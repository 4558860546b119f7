//! External tool detection.

use crate::{Error, Result};
use std::path::{Path, PathBuf};
use std::process::Command;

/// Information about an external tool.
#[derive(Debug, Clone)]
pub struct ToolInfo {
    /// Name of the tool.
    pub name: String,
    /// Whether the tool is available.
    pub available: bool,
    /// Version string if available.
    pub version: Option<String>,
    /// Path to the tool executable.
    pub path: Option<PathBuf>,
}

/// Check if a tool is available and get its information.
///
/// ffmpeg and ffprobe only understand `-version`, so that is the flag used.
///
/// # Example
///
/// ```no_run
/// use recodarr_av::check_tool;
///
/// let info = check_tool("ffprobe");
/// if info.available {
///     println!("ffprobe version: {:?}", info.version);
/// }
/// ```
pub fn check_tool(name: &str) -> ToolInfo {
    check_tool_at(name, Path::new(name))
}

fn check_tool_at(name: &str, program: &Path) -> ToolInfo {
    match Command::new(program).arg("-version").output() {
        Ok(output) if output.status.success() => {
            let version = String::from_utf8_lossy(&output.stdout)
                .lines()
                .next()
                .map(|s| s.to_string());

            ToolInfo {
                name: name.to_string(),
                available: true,
                version,
                path: which::which(program).ok(),
            }
        }
        _ => ToolInfo {
            name: name.to_string(),
            available: false,
            version: None,
            path: None,
        },
    }
}

/// Check the tools the transcoding pipeline needs.
///
/// Configured paths take precedence over a `PATH` lookup.
pub fn check_tools(ffmpeg: Option<&Path>, ffprobe: Option<&Path>) -> Vec<ToolInfo> {
    vec![
        check_tool_at("ffmpeg", ffmpeg.unwrap_or(Path::new("ffmpeg"))),
        check_tool_at("ffprobe", ffprobe.unwrap_or(Path::new("ffprobe"))),
    ]
}

/// Require that a tool is available, returning its path.
///
/// # Errors
///
/// Returns an error if the tool is not found.
pub fn require_tool(name: &str) -> Result<PathBuf> {
    which::which(name).map_err(|_| Error::tool_not_found(name))
}

/// Get the path to a tool, preferring a configured path over PATH lookup.
pub fn get_tool_path(name: &str, config_path: Option<&Path>) -> Result<PathBuf> {
    if let Some(path) = config_path {
        if path.exists() {
            return Ok(path.to_path_buf());
        }
    }

    require_tool(name)
}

--------

EXERCISE INSTRUCTIONS: Select all lines with the word "that" from the entries above.

ANSWER TO THIS PROBLEM:
/// ffmpeg and ffprobe only understand `-version`, so that is the flag used.
/// Require that a tool is available, returning its path.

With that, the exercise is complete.